Social change is more complicated than technological change. Because we interact with things like telephones and computers every day, we know how far they’ve come in 20 years. We don’t have as good of a framework for thinking about black on black homicides falling 67% in 20 years. Or about the collapse in the black teen birthrate. Or the surge in educational attainment. Blacks report higher levels of confidence in America’s future than whites, and young more than old, so it’s probable that young black Americans are the group most confident in America’s future. And they’re voting at record-high levels too.

Barring the invention and rollout of the hyperloop, becoming more familiar with and investing [socially and economically] in black neighborhoods is an important piece, perhaps the most important piece, of the Millennial housing puzzle. With Millennials and housing being as important to the next decade as the credit boom/bust was to the last, we can’t ignore it any longer.

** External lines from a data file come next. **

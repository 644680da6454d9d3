use std::collections::HashSet;

use schema_xml::Location;

use crate::common::Endian;
use crate::diagnostics::Diagnostics;
use crate::error::{ErrorKind, SchemaError};
use crate::protocol::CompileOptions;
use crate::schema::Schema;

/// State threaded through every parse and resolve step of one schema.
pub(crate) struct ParseContext<'a> {
    /// Position of the schema being built in processing order.
    pub(crate) schema_index: usize,
    pub(crate) schema_name: &'a str,
    pub(crate) schema_version: u32,
    pub(crate) endian: Endian,
    /// Every schema name in processing order, including later ones.
    pub(crate) schema_names: &'a [String],
    /// Schemas that already reached `Ready`.
    pub(crate) prior: &'a [Schema],
    pub(crate) options: &'a CompileOptions,
    pub(crate) diags: &'a mut Diagnostics,
    failed: HashSet<String>,
}

/// Which schema an `@name` prefix designates.
#[derive(Debug, Clone, Copy, PartialEq, Eq)]
pub(crate) enum SchemaTarget {
    Current,
    Prior(usize),
}

impl<'a> ParseContext<'a> {
    pub(crate) fn new(
        schema_index: usize,
        schema_names: &'a [String],
        prior: &'a [Schema],
        options: &'a CompileOptions,
        diags: &'a mut Diagnostics,
    ) -> Self {
        let schema_name = schema_names
            .get(schema_index)
            .map_or("", String::as_str);
        Self {
            schema_index,
            schema_name,
            schema_version: 0,
            endian: Endian::Big,
            schema_names,
            prior,
            options,
            diags,
            failed: HashSet::new(),
        }
    }

    /// Whether unknown attributes must be rejected on an element type that
    /// does not keep extra attributes.
    pub(crate) fn strict(&self, strict_element: bool) -> bool {
        strict_element && !self.options.allow_unknown_attributes
    }

    pub(crate) fn report(&mut self, err: SchemaError) {
        self.diags.report(err);
    }

    pub(crate) fn warn(&mut self, location: &Location, message: impl Into<String>) {
        self.diags.warn(location, message);
    }

    /// Remember an entity that failed to build so references to it stay quiet.
    pub(crate) fn mark_failed(&mut self, qualified: String) {
        self.failed.insert(qualified);
    }

    pub(crate) fn is_failed(&self, qualified: &str) -> bool {
        self.failed.contains(qualified)
    }

    /// Map the schema part of an `@schema.path` reference.
    pub(crate) fn schema_target(
        &self,
        name: &str,
        reference: &str,
        location: &Location,
    ) -> Result<SchemaTarget, SchemaError> {
        if name == self.schema_name {
            return Ok(SchemaTarget::Current);
        }
        if let Some(index) = self.prior.iter().position(|schema| schema.name() == name) {
            return Ok(SchemaTarget::Prior(index));
        }
        if self.schema_names.iter().any(|known| known == name) {
            return Err(SchemaError::new(
                location.clone(),
                ErrorKind::SchemaOrder {
                    schema: self.schema_name.to_string(),
                    target: name.to_string(),
                    reference: reference.to_string(),
                },
            ));
        }
        Err(SchemaError::dangling(location, "schema", name))
    }
}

Twitter and the New Era of Civil Unrest/Civil Rights

[If Ferguson happened before Twitter] In the aftermath of Michael Brown’s death there’s unrest in Ferguson on Saturday night and large scale protests on Sunday night. The scale of the protests and the forceful actions of the Ferguson police attracts the attention of the national media. Anderson Cooper flies in on Monday. The Ferguson police department and local government know the rules of television — keep cameras away from the bad stuff, let Anderson do his report with a police cruiser in the background. Anderson does some interviews, gets a segment on Monday night cable news, goes back and forth with a talking head, but you can only listen to two reporters go back and forth on TV for so long. Change the channel. The President makes a statement on Tuesday morning. The public loses interest, the cameras go away, the police secure the town [and we’re seeing just what “secure the town” can look like] and the story’s dead in 3 days.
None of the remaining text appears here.